Pancreatic Cysts and Neuroendocrine Tumors

Pancreatic cysts/cystadenomas and neuroendocrine tumors occur, respectively, in 17–56% and 8–17% of patients affected by VHL. The mean age of diagnosis is 35–37 years (Libutti et al. 1998).

Clinical and Imaging Features

Pancreatic cysts in VHL are generally asymptomatic. Pancreatic neuroendocrine tumors are usually nonfunctional and asymptomatic but can have malignant behavior in up to 8% of cases (Butman et al. 2008).

Routine imaging of patients with VHL disease is fundamental for the diagnosis of these lesions.

Cysts are usually detected with US and CT that are similar in terms of sensitivity and specificity (Neumann et al. 1991).

Regarding tumors, US shows benign lesions as well-defined, round or oval masses hypoechoic relative to parenchyma.

Similarly, CT scan features are homogeneous and hypo- or isodense in comparison with pancreas (Fig. 5). Lesions smaller than 2 cm can be clearly depicted by contrast-enhanced CT, where intense enhancement in the arterial phase is demonstrated (Hough et al. 1994).

Fig. 5
figure 5

Computed tomography study of the patient showed in Fig. 4 depicting multiple pancreatic cysts

MRI can be used to confirm the diagnosis: the lesion is hypointense on T1- and hyperintense on T2-weighted images (Leung et al. 2008).

Treatment

Treatment of neuroendocrine tumors is surgical and decided depending on the location of the lesion. It includes pancreas-sparing procedures, such as distal pancreatectomy if the lesion is located in the pancreas tail or enucleation if it is in the head (Leung et al. 2008). Tumors of the pancreas body and tail have been also successfully managed using laparoscopy (Lonser et al. 2003a). However, larger masses may require more aggressive surgery. Criteria for resection have been defined by Libutti et al. (1998): no evidence of metastatic tumor >3 cm in the body or tail and >2 cm in the head of the pancreas or patient undergoing laparotomy for other lesions.

Papillary Cystadenomas

Epididymal papillary cystadenomas occur in approximately 20–60% of men with VHL (Leung et al. 2008).

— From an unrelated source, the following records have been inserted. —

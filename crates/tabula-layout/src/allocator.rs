#![forbid(unsafe_code)]

//! Per-dimension size allocation.
//!
//! A [`SizeAllocator`] answers "how wide is column `p`" and "where does
//! column `p` start" for one axis of the data layer. Its positions are the
//! data layer's positions, which are data indexes.
//!
//! # Resolution order
//!
//! [`SizeAllocator::get_size`] resolves:
//!
//! 1. excluded (hidden above) → 0;
//! 2. percentage sizing active and covered by the last
//!    [`calculate_percentages`](SizeAllocator::calculate_percentages) → the
//!    resolved share (see [`crate::percentage`]);
//! 3. explicit pixel override, else per-position default, else the global
//!    default, clamped to the minimum and DPI up-scaled.
//!
//! Configured values are logical pixels; everything returned is device
//! pixels.
//!
//! # Resizing in percentage mode
//!
//! Resizing a dynamic position moves pixels to or from its neighbours rather
//! than from the whole row: the nearest dynamic neighbours after it absorb
//! the change first, then the ones before it, each stopping at its own
//! minimum. The new sizes are stored as derived percentages so they survive
//! the next change of available space. Percentages set explicitly through
//! [`SizeAllocator::set_percentage`] are pinned and never absorb a
//! neighbour's resize.
//!
//! A position raised to its minimum is fixed for that resolution pass only;
//! resizing it still goes through the neighbour path. A resize that arrives
//! before the first [`calculate_percentages`](SizeAllocator::calculate_percentages)
//! is held as pending and turned into a derived percentage of the default
//! layout once the space is known.

use std::cell::RefCell;
use std::collections::BTreeSet;

use rustc_hash::{FxHashMap, FxHashSet};
use tabula_core::{ChangeKind, DpiConverter, GridError, IndexChange};
use tracing::{debug, trace, warn};

use crate::aggregate::AggregateCache;
use crate::percentage::{self, Resolution, Slot};
use crate::state::SizeEntry;

/// A stored percentage.
#[derive(Debug, Clone, Copy, PartialEq)]
struct Percentage {
    value: f64,
    /// Set explicitly; excluded from neighbour redistribution.
    pinned: bool,
}

/// Space recorded by the last `calculate_percentages`.
#[derive(Debug, Clone, Copy, PartialEq, Eq)]
struct Space {
    available: u32,
    count: usize,
}

/// Size engine for one axis.
#[derive(Debug, Clone)]
pub struct SizeAllocator {
    default_size: u32,
    default_sizes: FxHashMap<usize, u32>,
    sizes: FxHashMap<usize, u32>,
    /// Percentage-mode resizes made before any space was recorded.
    pending: FxHashMap<usize, u32>,
    percentages: FxHashMap<usize, Percentage>,
    default_min_size: u32,
    min_sizes: FxHashMap<usize, u32>,
    default_resizable: bool,
    resizable: FxHashMap<usize, bool>,
    percentage_sizing: bool,
    percentage_sizing_at: FxHashMap<usize, bool>,
    excluded: FxHashSet<usize>,
    dpi: DpiConverter,
    space: Option<Space>,
    resolution: RefCell<Option<Resolution>>,
    aggregate: RefCell<AggregateCache>,
}
//! Prefix table of cumulative pixel offsets.
//!
//! `offset(p)` is the pixel distance from position 0 to the start edge of
//! position `p`. Entries are filled on demand up to the highest position
//! queried, so a million-row axis that only ever shows its first screen
//! costs a screenful of entries.
//!
//! # Invalidation
//!
//! A size change at position `p` leaves the offsets of `0..=p` intact, so
//! [`AggregateCache::invalidate_from`] truncates just past `p`. Global
//! changes (default size, DPI, percentage space) call
//! [`AggregateCache::clear`].

/// Statistics about prefix-table reuse.
#[derive(Debug, Clone, Default, PartialEq, Eq)]
pub struct AggregateCacheStats {
    /// Offsets currently stored.
    pub entries: usize,
    /// Queries answered from stored offsets.
    pub hits: u64,
    /// Queries that had to extend the table.
    pub misses: u64,
}

/// Lazily extended prefix-sum table.
#[derive(Debug, Clone)]
pub struct AggregateCache {
    /// `prefix[i]` = offset of position `i`. Always holds at least `[0]`.
    prefix: Vec<u64>,
    hits: u64,
    misses: u64,
}

impl Default for AggregateCache {
    fn default() -> Self {
        Self::new()
    }
}

impl AggregateCache {
    /// Empty table.
    #[must_use]
    pub fn new() -> Self {
        Self {
            prefix: vec![0],
            hits: 0,
            misses: 0,
        }
    }

    /// Offset of `position`, extending the table with `size_of` as needed.
    pub fn offset(&mut self, position: usize, mut size_of: impl FnMut(usize) -> u32) -> u64 {
        if let Some(&cached) = self.prefix.get(position) {
            self.hits += 1;
            return cached;
        }
        self.misses += 1;
        self.prefix.reserve(position + 1 - self.prefix.len());
        let mut acc = self.prefix.last().copied().unwrap_or(0);
        for p in (self.prefix.len() - 1)..position {
            acc += u64::from(size_of(p));
            self.prefix.push(acc);
        }
        acc
    }

    /// Drop offsets that depend on the size of `position` or later.
    pub fn invalidate_from(&mut self, position: usize) {
        self.prefix.truncate(position + 1);
    }

    /// Drop every offset.
    pub fn clear(&mut self) {
        self.prefix.truncate(1);
    }

    /// Number of stored offsets beyond the origin.
    #[must_use]
    pub fn cached_len(&self) -> usize {
        self.prefix.len() - 1
    }

    /// Reuse statistics.
    #[must_use]
    pub fn stats(&self) -> AggregateCacheStats {
        AggregateCacheStats {
            entries: self.prefix.len(),
            hits: self.hits,
            misses: self.misses,
        }
    }
}

#[cfg(test)]
mod tests {
    use super::*;

    #[test]
    fn origin_is_zero() {
        let mut cache = AggregateCache::new();
        assert_eq!(cache.offset(0, |_| 10), 0);
    }

    #[test]
    fn extends_lazily() {
        let mut cache = AggregateCache::new();
        assert_eq!(cache.offset(3, |p| (p as u32 + 1) * 10), 60);
        assert_eq!(cache.cached_len(), 3);
        // Already covered: the closure must not be consulted.
        assert_eq!(cache.offset(2, |_| panic!("recomputed")), 30);
        assert_eq!(cache.stats().hits, 1);
        assert_eq!(cache.stats().misses, 1);
    }

    #[test]
    fn invalidate_from_keeps_earlier_offsets() {
        let mut cache = AggregateCache::new();
        cache.offset(5, |_| 10);
        cache.invalidate_from(2);
        assert_eq!(cache.cached_len(), 2);
        assert_eq!(cache.offset(5, |p| if p == 2 { 40 } else { 10 }), 80);
    }

    #[test]
    fn clear_resets_to_origin() {
        let mut cache = AggregateCache::new();
        cache.offset(4, |_| 7);
        cache.clear();
        assert_eq!(cache.cached_len(), 0);
        assert_eq!(cache.offset(4, |_| 1), 4);
    }
}
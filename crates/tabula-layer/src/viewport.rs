#![forbid(unsafe_code)]

//! Viewport layer.
//!
//! Exposes the window of the layer below that starts at a scroll origin and
//! fits in the client area. Positions are relative to the origin; pixels
//! are relative to the origin's start pixel.
//!
//! The origin follows structural changes: entries removed in front of it
//! pull it back, entries inserted in front of it push it on, so the same
//! entry stays first where possible. Entries inserted exactly at the origin
//! become the new first entries.

use tabula_core::{Axis, PositionRange};
use tracing::debug;

use crate::command::Command;
use crate::diff::{DiffKind, StructuralDiff};
use crate::event::{LayerEvent, StructuralEvent};
use crate::layer::{CommandOutcome, Layer, StackView};

/// Scrolling window over the layer below.
#[derive(Debug, Default, Clone)]
pub struct ViewportLayer {
    origins: [usize; 2],
    extents: [Option<u32>; 2],
}

impl ViewportLayer {
    /// Viewport at origin zero with an unbounded extent.
    #[must_use]
    pub fn new() -> Self {
        Self::default()
    }

    /// First underlying position shown on `axis`.
    #[must_use]
    pub fn origin(&self, axis: Axis) -> usize {
        self.origins[axis.slot()]
    }

    /// Client-area extent of `axis` in pixels, once known.
    #[must_use]
    pub fn extent(&self, axis: Axis) -> Option<u32> {
        self.extents[axis.slot()]
    }

    /// Limit the window to `extent` pixels. `None` shows everything from
    /// the origin on.
    pub fn set_extent(&mut self, axis: Axis, extent: Option<u32>) {
        self.extents[axis.slot()] = extent;
    }

    fn clamp_origin(origin: usize, total: usize) -> usize {
        origin.min(total.saturating_sub(1))
    }

    /// Origin after `diffs`, given in the layer below's before/after space.
    fn follow(origin: usize, diffs: &[StructuralDiff]) -> usize {
        let removed = diffs
            .iter()
            .filter(|d| d.kind == DiffKind::Delete)
            .map(|d| d.before.end.min(origin).saturating_sub(d.before.start))
            .sum::<usize>();
        let mut next = origin - removed.min(origin);
        let mut adds: Vec<PositionRange> = diffs
            .iter()
            .filter(|d| d.kind == DiffKind::Add)
            .map(|d| d.after)
            .collect();
        adds.sort_unstable_by_key(|r| r.start);
        for added in adds {
            if added.start < next {
                next += added.len();
            }
        }
        next
    }

    fn shift(range: PositionRange, origin: usize) -> PositionRange {
        PositionRange::new(
            range.start.saturating_sub(origin),
            range.end.saturating_sub(origin),
        )
    }

    /// Diffs re-expressed relative to the old and new origin. Parts in
    /// front of the window are dropped.
    fn localize(diffs: &[StructuralDiff], old: usize, new: usize) -> Vec<StructuralDiff> {
        diffs
            .iter()
            .filter_map(|d| {
                let local = match d.kind {
                    DiffKind::Delete => {
                        StructuralDiff::delete(Self::shift(d.before, old), d.after.start.saturating_sub(new))
                    }
                    DiffKind::Add => {
                        StructuralDiff::add(d.before.start.saturating_sub(old), Self::shift(d.after, new))
                    }
                };
                (!local.is_empty()).then_some(local)
            })
            .collect()
    }
}

impl Layer for ViewportLayer {
    fn name(&self) -> &'static str {
        "viewport"
    }

    fn position_count(&self, axis: Axis, below: StackView<'_>) -> usize {
        let total = below.position_count(axis);
        let origin = self.origin(axis).min(total);
        let Some(extent) = self.extent(axis) else {
            return total - origin;
        };
        let base = below.start_pixel(axis, origin);
        let limit = base + u64::from(extent);
        // First position at or after the origin that starts past the extent.
        let (mut lo, mut hi) = (origin, total);
        while lo < hi {
            let mid = lo + (hi - lo) / 2;
            if below.start_pixel(axis, mid) < limit {
                lo = mid + 1;
            } else {
                hi = mid;
            }
        }
        lo - origin
    }

    fn underlying_position(&self, axis: Axis, position: usize, below: StackView<'_>) -> Option<usize> {
        (position < self.position_count(axis, below)).then(|| self.origin(axis) + position)
    }

    fn local_position(&self, axis: Axis, underlying: usize, below: StackView<'_>) -> Option<usize> {
        let local = underlying.checked_sub(self.origin(axis))?;
        (local < self.position_count(axis, below)).then_some(local)
    }

    fn local_insertion_point(&self, axis: Axis, underlying: usize, below: StackView<'_>) -> usize {
        underlying
            .saturating_sub(self.origin(axis))
            .min(self.position_count(axis, below))
    }

    fn start_pixel(&self, axis: Axis, position: usize, below: StackView<'_>) -> u64 {
        let origin = self.origin(axis);
        let end = origin + position.min(self.position_count(axis, below));
        below.start_pixel(axis, end) - below.start_pixel(axis, origin)
    }

    fn handle(&mut self, command: Command, below: StackView<'_>) -> CommandOutcome {
        match command {
            Command::Scroll { axis, origin } => {
                let origin = Self::clamp_origin(origin, below.position_count(axis));
                if origin == self.origin(axis) {
                    return CommandOutcome::done();
                }
                self.origins[axis.slot()] = origin;
                debug!(message = "viewport.scroll", axis = ?axis, origin);
                CommandOutcome::emit(LayerEvent::Visual {
                    axis,
                    range: PositionRange::new(0, self.position_count(axis, below)),
                })
            }
            Command::ClientAreaResized { axis, available } => {
                self.set_extent(axis, Some(available));
                CommandOutcome::Forward(command)
            }
            other => {
                let axis = other.axis();
                let end = self.origin(axis) + self.position_count(axis, below);
                match other.map_positions(|p| self.underlying_position(axis, p, below), |_| end) {
                    Some(forwarded) => CommandOutcome::Forward(forwarded),
                    None => CommandOutcome::Ignored,
                }
            }
        }
    }

    fn on_event(&mut self, event: LayerEvent, below: StackView<'_>) -> Option<LayerEvent> {
        let axis = event.axis();
        let total = below.position_count(axis);
        match event {
            LayerEvent::Structural(StructuralEvent {
                diffs,
                index_change,
                ..
            }) => {
                let old = self.origin(axis);
                let new = match &diffs {
                    Some(diffs) => Self::follow(old, diffs),
                    None => old,
                };
                let new = Self::clamp_origin(new, total);
                if new != old {
                    debug!(message = "viewport.origin_follow", axis = ?axis, from = old, to = new);
                }
                self.origins[axis.slot()] = new;
                Some(LayerEvent::Structural(StructuralEvent {
                    axis,
                    diffs: diffs.map(|d| Self::localize(&d, old, new)),
                    index_change,
                }))
            }
            LayerEvent::Visual { range, .. } => {
                self.origins[axis.slot()] = Self::clamp_origin(self.origin(axis), total);
                let origin = self.origin(axis);
                let count = self.position_count(axis, below);
                let start = range.start.max(origin);
                let end = range.end.min(origin + count);
                (start < end).then(|| LayerEvent::Visual {
                    axis,
                    range: PositionRange::new(start - origin, end - origin),
                })
            }
        }
    }
}
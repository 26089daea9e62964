//! Error taxonomy.
//!
//! Most failures in a grid are recovered locally: an out-of-range lookup
//! returns `None`, an out-of-range hide is skipped, a bad size is clamped.
//! [`GridError`] exists for the callers that do want to know, through the
//! `try_*` accessors, and for the one condition that is logged as fatal.

use thiserror::Error;

use crate::Axis;

/// Errors surfaced by the grid engine.
#[derive(Debug, Clone, PartialEq, Eq, Error)]
pub enum GridError {
    /// A position or index outside the current bounds of a layer.
    #[error("{axis:?} position {position} out of range (count {count})")]
    OutOfRange {
        /// Axis of the request.
        axis: Axis,
        /// The offending position or index.
        position: usize,
        /// The extent it was checked against.
        count: usize,
    },

    /// A configuration value that had to be clamped or rejected.
    #[error("invalid configuration: {0}")]
    InvalidConfiguration(String),

    /// Minimum sizes could not be satisfied inside the available space.
    #[error(
        "percentage sizing did not converge: {required}px of minimums and fixed sizes exceed {available}px"
    )]
    CascadeDidNotConverge {
        /// Space the fixed and minimum sizes need.
        required: u64,
        /// Space that was available.
        available: u32,
    },
}

impl GridError {
    /// Build an [`GridError::OutOfRange`] unless `position < count`.
    pub fn check(axis: Axis, position: usize, count: usize) -> Result<usize, Self> {
        if position < count {
            Ok(position)
        } else {
            Err(Self::OutOfRange {
                axis,
                position,
                count,
            })
        }
    }
}
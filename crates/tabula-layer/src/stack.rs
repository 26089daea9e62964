#![forbid(unsafe_code)]

//! Layer stack.
//!
//! Layers live in one arena, bottom first; the layer at level *i* reads the
//! layers `0..i` through a [`StackView`]. No layer owns or points at
//! another, so the stack hands out exactly one mutable layer at a time via
//! `split_at_mut`.
//!
//! # Role in Tabula
//! [`LayerStack::execute`] offers a command to the top layer and walks it
//! down until some layer consumes it. Events produced along the way travel
//! up from the consuming layer: each layer above updates itself first and
//! then re-expresses the event in its own space. Listeners see the event as
//! it leaves the top layer.

use std::fmt;

use tabula_core::{Axis, DataSource, GridError, IndexChange};
use tabula_layout::{LayoutState, SizingConfig};
use tracing::{debug, trace};

use crate::command::Command;
use crate::data_layer::DataLayer;
use crate::diff::{self, PositionMap, StructuralDiff};
use crate::event::{LayerEvent, StructuralEvent};
use crate::hide_show::HideShowLayer;
use crate::layer::{CommandOutcome, Layer, StackView};
use crate::reorder::ReorderLayer;
use crate::viewport::ViewportLayer;

/// Level of the data layer in a [`LayerStack::standard`] stack.
pub const DATA_LEVEL: usize = 0;
/// Level of the reorder layer in a [`LayerStack::standard`] stack.
pub const REORDER_LEVEL: usize = 1;
/// Level of the hide/show layer in a [`LayerStack::standard`] stack.
pub const HIDE_SHOW_LEVEL: usize = 2;
/// Level of the viewport layer in a [`LayerStack::standard`] stack.
pub const VIEWPORT_LEVEL: usize = 3;

type Listener = Box<dyn FnMut(&LayerEvent)>;

/// Ordered layers plus the listeners of the top layer.
#[derive(Default)]
pub struct LayerStack {
    layers: Vec<Box<dyn Layer>>,
    listeners: Vec<Listener>,
}

impl fmt::Debug for LayerStack {
    fn fmt(&self, f: &mut fmt::Formatter<'_>) -> fmt::Result {
        f.debug_struct("LayerStack")
            .field("layers", &self.view())
            .field("listeners", &self.listeners.len())
            .finish()
    }
}

impl LayerStack {
    /// Empty stack.
    #[must_use]
    pub fn new() -> Self {
        Self::default()
    }

    /// Data, reorder, hide/show and viewport layers over `source`.
    #[must_use]
    pub fn standard(source: impl DataSource + 'static, config: &SizingConfig) -> Self {
        let mut stack = Self::new();
        stack.push(DataLayer::with_config(source, config));
        stack.push(ReorderLayer::new());
        stack.push(HideShowLayer::new());
        stack.push(ViewportLayer::new());
        stack
    }

    /// Put `layer` on top. It is attached to the current layers first.
    pub fn push(&mut self, layer: impl Layer + 'static) {
        let mut layer: Box<dyn Layer> = Box::new(layer);
        layer.attach(StackView::new(&self.layers));
        debug!(
            message = "stack.push",
            layer = layer.name(),
            level = self.layers.len()
        );
        self.layers.push(layer);
    }

    /// Number of layers.
    #[must_use]
    pub fn depth(&self) -> usize {
        self.layers.len()
    }

    /// Layer at `level`.
    #[must_use]
    pub fn layer(&self, level: usize) -> Option<&dyn Layer> {
        self.layers.get(level).map(|layer| &**layer)
    }

    /// View with `level` on top.
    #[must_use]
    pub fn view_at(&self, level: usize) -> StackView<'_> {
        StackView::new(&self.layers).truncated(level + 1)
    }

    /// View of the whole stack.
    #[must_use]
    pub fn view(&self) -> StackView<'_> {
        StackView::new(&self.layers)
    }

    /// Register a listener for events leaving the top layer.
    pub fn subscribe(&mut self, listener: impl FnMut(&LayerEvent) + 'static) {
        self.listeners.push(Box::new(listener));
    }

    // ── Commands and events ─────────────────────────────────────────────

    /// Offer `command` to the top layer. Returns `true` if some layer
    /// consumed it.
    pub fn execute(&mut self, command: Command) -> bool {
        match self.layers.len().checked_sub(1) {
            Some(top) => self.dispatch(top, command),
            None => false,
        }
    }

    /// Apply a data-source change that has already happened. The data
    /// layer shifts its state and the resulting event travels up.
    pub fn apply_data_change(&mut self, axis: Axis, change: IndexChange) {
        let Some(data) = self.layers.first_mut() else {
            return;
        };
        if let Some(event) = data.on_data_change(axis, change) {
            self.propagate(DATA_LEVEL, event);
        }
    }

    fn dispatch(&mut self, mut level: usize, mut command: Command) -> bool {
        loop {
            let (below, rest) = self.layers.split_at_mut(level);
            let Some(layer) = rest.first_mut() else {
                return false;
            };
            debug!(
                message = "stack.command",
                command = command.name(),
                layer = layer.name(),
                level
            );
            match layer.handle(command, StackView::new(below)) {
                CommandOutcome::Forward(next) => {
                    let Some(lower) = level.checked_sub(1) else {
                        trace!(message = "stack.unhandled", command = next.name());
                        return false;
                    };
                    level = lower;
                    command = next;
                }
                CommandOutcome::Consumed { event, follow_up } => {
                    if let Some(follow_up) = follow_up {
                        let name = follow_up.name();
                        let handled = level
                            .checked_sub(1)
                            .is_some_and(|lower| self.dispatch(lower, follow_up));
                        if !handled {
                            debug!(message = "stack.follow_up_unhandled", command = name, level);
                        }
                    }
                    if let Some(event) = event {
                        self.propagate(level, event);
                    }
                    return true;
                }
                CommandOutcome::Ignored => return false,
            }
        }
    }

    /// Send `event`, emitted by the layer at `from`, through every layer
    /// above it and on to the listeners.
    fn propagate(&mut self, from: usize, event: LayerEvent) {
        let mut event = event;
        for level in from + 1..self.layers.len() {
            let (below, rest) = self.layers.split_at_mut(level);
            let Some(layer) = rest.first_mut() else {
                break;
            };
            match layer.on_event(event, StackView::new(below)) {
                Some(next) => event = next,
                None => {
                    trace!(message = "stack.event_absorbed", layer = layer.name(), level);
                    return;
                }
            }
        }
        for listener in &mut self.listeners {
            listener(&event);
        }
    }

    // ── Top-level queries ───────────────────────────────────────────────

    /// Positions of the top layer.
    #[must_use]
    pub fn position_count(&self, axis: Axis) -> usize {
        self.view().position_count(axis)
    }

    /// Data index at top-level `position`.
    #[must_use]
    pub fn index_by_position(&self, axis: Axis, position: usize) -> Option<usize> {
        self.view().index_by_position(axis, position)
    }

    /// Top-level position of data `index`.
    #[must_use]
    pub fn position_by_index(&self, axis: Axis, index: usize) -> Option<usize> {
        self.view().position_by_index(axis, index)
    }

    /// Size in pixels of top-level `position`.
    #[must_use]
    pub fn size(&self, axis: Axis, position: usize) -> u32 {
        self.view().size(axis, position)
    }

    /// Start pixel of top-level `position`.
    #[must_use]
    pub fn start_pixel(&self, axis: Axis, position: usize) -> u64 {
        self.view().start_pixel(axis, position)
    }

    /// Data indexes shown by the top layer, in position order.
    #[must_use]
    pub fn indexes(&self, axis: Axis) -> Vec<usize> {
        self.view().indexes(axis)
    }

    /// Data indexes hidden by any layer, ascending.
    #[must_use]
    pub fn hidden_indexes(&self, axis: Axis) -> Vec<usize> {
        let mut hidden: Vec<usize> = self
            .layers
            .iter()
            .filter_map(|layer| layer.translator(axis))
            .flat_map(|translator| translator.hidden_indexes())
            .collect();
        hidden.sort_unstable();
        hidden.dedup();
        hidden
    }

    /// [`index_by_position`](Self::index_by_position), failing with
    /// [`GridError::OutOfRange`].
    pub fn try_index_by_position(&self, axis: Axis, position: usize) -> Result<usize, GridError> {
        self.view().try_index_by_position(axis, position)
    }

    /// [`size`](Self::size), failing with [`GridError::OutOfRange`].
    pub fn try_size(&self, axis: Axis, position: usize) -> Result<u32, GridError> {
        self.view().try_size(axis, position)
    }

    // ── Diff conversion ─────────────────────────────────────────────────

    /// Re-express `diffs` given in the space of level `from` in the space
    /// of level `to` (`from <= to`), using the current state of the layers
    /// in between for both before and after ranges.
    #[must_use]
    pub fn convert_to_local(
        &self,
        diffs: &[StructuralDiff],
        axis: Axis,
        from: usize,
        to: usize,
    ) -> Vec<StructuralDiff> {
        let to = to.min(self.layers.len().saturating_sub(1));
        if from >= to {
            return diffs.to_vec();
        }
        let map = LevelMap {
            layers: &self.layers,
            axis,
            from,
            to,
        };
        diff::convert(diffs, &map, &map)
    }

    // ── Persistence ─────────────────────────────────────────────────────

    /// Collect the persisted state of every layer.
    #[must_use]
    pub fn save_state(&self) -> LayoutState {
        let mut state = LayoutState::default();
        for layer in &self.layers {
            layer.save_state(&mut state);
        }
        state
    }

    /// Restore `state` bottom up, then ask everyone to refresh.
    pub fn restore_state(&mut self, state: &LayoutState) {
        for level in 0..self.layers.len() {
            let (below, rest) = self.layers.split_at_mut(level);
            let Some(layer) = rest.first_mut() else {
                break;
            };
            let commands = layer.restore_state(state, StackView::new(below));
            if let Some(lower) = level.checked_sub(1) {
                for command in commands {
                    self.dispatch(lower, command);
                }
            }
        }
        debug!(
            message = "stack.restore",
            hidden_columns = state.columns.hidden.len(),
            hidden_rows = state.rows.hidden.len()
        );
        for axis in Axis::ALL {
            self.propagate(DATA_LEVEL, StructuralEvent::refresh(axis).into());
        }
    }
}

/// Positions of one level mapped up to another through the layers'
/// `local_position`.
struct LevelMap<'a> {
    layers: &'a [Box<dyn Layer>],
    axis: Axis,
    from: usize,
    to: usize,
}

impl PositionMap for LevelMap<'_> {
    fn map_position(&self, position: usize) -> Option<usize> {
        (self.from + 1..=self.to).try_fold(position, |p, level| {
            let layer = self.layers.get(level)?;
            layer.local_position(self.axis, p, StackView::new(&self.layers[..level]))
        })
    }

    fn map_point(&self, position: usize) -> usize {
        (self.from + 1..=self.to).fold(position, |p, level| match self.layers.get(level) {
            Some(layer) => {
                layer.local_insertion_point(self.axis, p, StackView::new(&self.layers[..level]))
            }
            None => p,
        })
    }
}

#[cfg(test)]
mod tests {
    use std::cell::RefCell;
    use std::rc::Rc;

    use super::*;
    use tabula_core::{PositionRange, SharedDimensions};

    fn stack(columns: usize, rows: usize) -> LayerStack {
        LayerStack::standard(SharedDimensions::new(columns, rows), &SizingConfig::default())
    }

    #[test]
    fn standard_stack_has_four_levels() {
        let stack = stack(3, 2);
        assert_eq!(stack.depth(), 4);
        assert_eq!(stack.layer(DATA_LEVEL).map(|l| l.name()), Some("data"));
        assert_eq!(stack.layer(REORDER_LEVEL).map(|l| l.name()), Some("reorder"));
        assert_eq!(stack.layer(HIDE_SHOW_LEVEL).map(|l| l.name()), Some("hide_show"));
        assert_eq!(stack.layer(VIEWPORT_LEVEL).map(|l| l.name()), Some("viewport"));
        assert_eq!(stack.indexes(Axis::Column), vec![0, 1, 2]);
        assert_eq!(stack.start_pixel(Axis::Row, 2), 40);
    }

    #[test]
    fn empty_stack_ignores_everything() {
        let mut stack = LayerStack::new();
        assert!(!stack.execute(Command::ShowAll { axis: Axis::Row }));
        assert_eq!(stack.position_count(Axis::Row), 0);
        assert!(stack.try_size(Axis::Row, 0).is_err());
    }

    #[test]
    fn listeners_see_top_level_events() {
        let mut stack = stack(5, 1);
        let seen: Rc<RefCell<Vec<LayerEvent>>> = Rc::default();
        let sink = Rc::clone(&seen);
        stack.subscribe(move |event| sink.borrow_mut().push(event.clone()));

        assert!(stack.execute(Command::Hide {
            axis: Axis::Column,
            positions: vec![1],
        }));
        let events = seen.borrow();
        assert!(events.iter().any(|e| e.diffs()
            == Some(&[StructuralDiff::delete(PositionRange::new(1, 2), 1)][..])));
    }

    #[test]
    fn unhandled_command_reports_false() {
        let mut stack = stack(2, 2);
        assert!(!stack.execute(Command::Resize {
            axis: Axis::Column,
            position: 9,
            size: 10,
        }));
    }
}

They arise from the epididymal duct and, when bilateral, are probably pathognomonic of VHL disease (Lonser et al. 2003a; Leung et al. 2008). These lesions are usually benign and typically appear in young age.

Papillary cystadenoma of the epididymis is frequently located in the head of the epididymis but may involve the spermatic cord. Lesions have usually a diameter of 2–3 cm. Patients are usually asymptomatic and may present with a hard “nugget” in the scrotum; bilateral cystadenoma may lead to infertility due to obstructive azoospermia (Leung et al. 2008). US can be used for monitoring of the lesion, and it shows masses with mixed echogenicity, with both solid and cystic elements. Usually only conservative management is indicated, and treatment is reserved only in cases with severe local pain (Lonser et al. 2003a).